## STORED DATA
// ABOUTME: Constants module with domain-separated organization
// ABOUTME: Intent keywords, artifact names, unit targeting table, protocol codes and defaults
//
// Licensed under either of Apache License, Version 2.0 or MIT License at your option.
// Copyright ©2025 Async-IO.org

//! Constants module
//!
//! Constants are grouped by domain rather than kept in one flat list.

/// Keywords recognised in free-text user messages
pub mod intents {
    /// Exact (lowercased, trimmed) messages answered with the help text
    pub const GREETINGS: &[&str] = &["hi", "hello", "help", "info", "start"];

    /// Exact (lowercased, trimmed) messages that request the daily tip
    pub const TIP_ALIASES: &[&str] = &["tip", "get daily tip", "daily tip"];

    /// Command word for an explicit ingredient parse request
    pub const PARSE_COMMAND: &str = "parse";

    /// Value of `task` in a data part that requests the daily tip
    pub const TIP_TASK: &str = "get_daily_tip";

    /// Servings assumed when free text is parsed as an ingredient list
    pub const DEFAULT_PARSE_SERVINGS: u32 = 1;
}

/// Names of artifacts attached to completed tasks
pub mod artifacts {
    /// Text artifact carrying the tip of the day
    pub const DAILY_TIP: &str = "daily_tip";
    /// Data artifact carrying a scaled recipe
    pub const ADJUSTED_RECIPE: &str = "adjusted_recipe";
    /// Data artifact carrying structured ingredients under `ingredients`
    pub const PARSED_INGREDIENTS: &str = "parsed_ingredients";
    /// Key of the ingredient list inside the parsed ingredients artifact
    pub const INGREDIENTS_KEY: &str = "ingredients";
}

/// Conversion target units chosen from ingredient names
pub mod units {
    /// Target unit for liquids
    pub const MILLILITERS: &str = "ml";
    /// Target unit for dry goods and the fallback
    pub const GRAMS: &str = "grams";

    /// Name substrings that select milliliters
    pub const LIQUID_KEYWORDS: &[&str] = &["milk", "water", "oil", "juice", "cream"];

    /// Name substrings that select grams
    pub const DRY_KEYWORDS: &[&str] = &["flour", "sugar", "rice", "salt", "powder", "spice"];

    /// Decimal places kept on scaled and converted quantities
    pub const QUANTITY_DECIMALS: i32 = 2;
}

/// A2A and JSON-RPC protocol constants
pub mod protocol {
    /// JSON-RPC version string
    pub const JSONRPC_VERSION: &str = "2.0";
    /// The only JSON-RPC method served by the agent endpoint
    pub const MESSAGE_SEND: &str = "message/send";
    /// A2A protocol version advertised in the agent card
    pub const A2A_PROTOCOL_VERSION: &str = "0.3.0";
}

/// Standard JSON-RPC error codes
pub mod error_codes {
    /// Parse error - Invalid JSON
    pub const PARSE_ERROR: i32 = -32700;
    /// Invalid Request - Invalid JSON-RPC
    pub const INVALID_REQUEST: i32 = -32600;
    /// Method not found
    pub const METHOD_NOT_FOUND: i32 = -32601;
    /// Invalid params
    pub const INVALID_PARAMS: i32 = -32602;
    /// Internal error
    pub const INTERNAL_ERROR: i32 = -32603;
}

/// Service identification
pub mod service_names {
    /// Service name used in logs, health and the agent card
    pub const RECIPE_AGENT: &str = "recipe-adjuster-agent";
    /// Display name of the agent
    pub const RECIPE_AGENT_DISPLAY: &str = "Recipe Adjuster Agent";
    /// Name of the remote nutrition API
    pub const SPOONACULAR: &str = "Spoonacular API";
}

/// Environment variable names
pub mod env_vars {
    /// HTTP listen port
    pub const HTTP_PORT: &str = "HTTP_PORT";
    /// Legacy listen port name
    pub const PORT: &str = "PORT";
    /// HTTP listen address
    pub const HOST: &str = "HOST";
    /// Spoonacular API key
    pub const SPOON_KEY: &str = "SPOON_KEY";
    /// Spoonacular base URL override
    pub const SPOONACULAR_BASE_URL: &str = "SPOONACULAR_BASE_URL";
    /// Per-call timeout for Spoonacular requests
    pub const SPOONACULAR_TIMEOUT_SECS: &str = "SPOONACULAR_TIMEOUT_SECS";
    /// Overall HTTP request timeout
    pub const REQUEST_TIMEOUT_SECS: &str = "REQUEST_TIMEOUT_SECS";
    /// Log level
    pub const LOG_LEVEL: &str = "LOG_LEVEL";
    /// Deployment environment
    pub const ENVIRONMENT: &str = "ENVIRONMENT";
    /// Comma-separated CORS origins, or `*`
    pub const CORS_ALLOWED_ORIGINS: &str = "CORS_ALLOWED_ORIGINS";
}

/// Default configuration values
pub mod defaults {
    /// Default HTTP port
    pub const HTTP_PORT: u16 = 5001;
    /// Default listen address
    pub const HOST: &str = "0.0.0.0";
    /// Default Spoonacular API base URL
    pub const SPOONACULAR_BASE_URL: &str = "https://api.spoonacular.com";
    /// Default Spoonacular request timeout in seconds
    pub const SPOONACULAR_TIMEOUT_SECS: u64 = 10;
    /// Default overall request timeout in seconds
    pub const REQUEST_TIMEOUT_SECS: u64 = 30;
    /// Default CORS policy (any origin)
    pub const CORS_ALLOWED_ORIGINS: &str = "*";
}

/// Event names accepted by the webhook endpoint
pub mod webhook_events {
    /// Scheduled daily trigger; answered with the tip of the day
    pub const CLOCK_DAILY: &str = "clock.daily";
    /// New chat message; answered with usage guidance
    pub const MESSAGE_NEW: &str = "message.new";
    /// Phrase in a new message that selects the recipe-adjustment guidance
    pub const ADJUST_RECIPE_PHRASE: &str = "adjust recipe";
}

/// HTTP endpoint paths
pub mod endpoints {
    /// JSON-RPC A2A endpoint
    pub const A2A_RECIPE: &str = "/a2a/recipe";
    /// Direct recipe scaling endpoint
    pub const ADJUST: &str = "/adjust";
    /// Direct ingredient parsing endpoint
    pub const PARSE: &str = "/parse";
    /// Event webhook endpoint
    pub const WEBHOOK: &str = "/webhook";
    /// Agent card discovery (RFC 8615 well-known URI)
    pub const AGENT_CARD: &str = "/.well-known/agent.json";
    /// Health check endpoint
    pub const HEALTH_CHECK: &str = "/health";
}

## WORK REQUIRED
Over the whole listing above, give the number of lines in which "help" occurs, and no other words.

## REPLY TO THE EXERCISE
2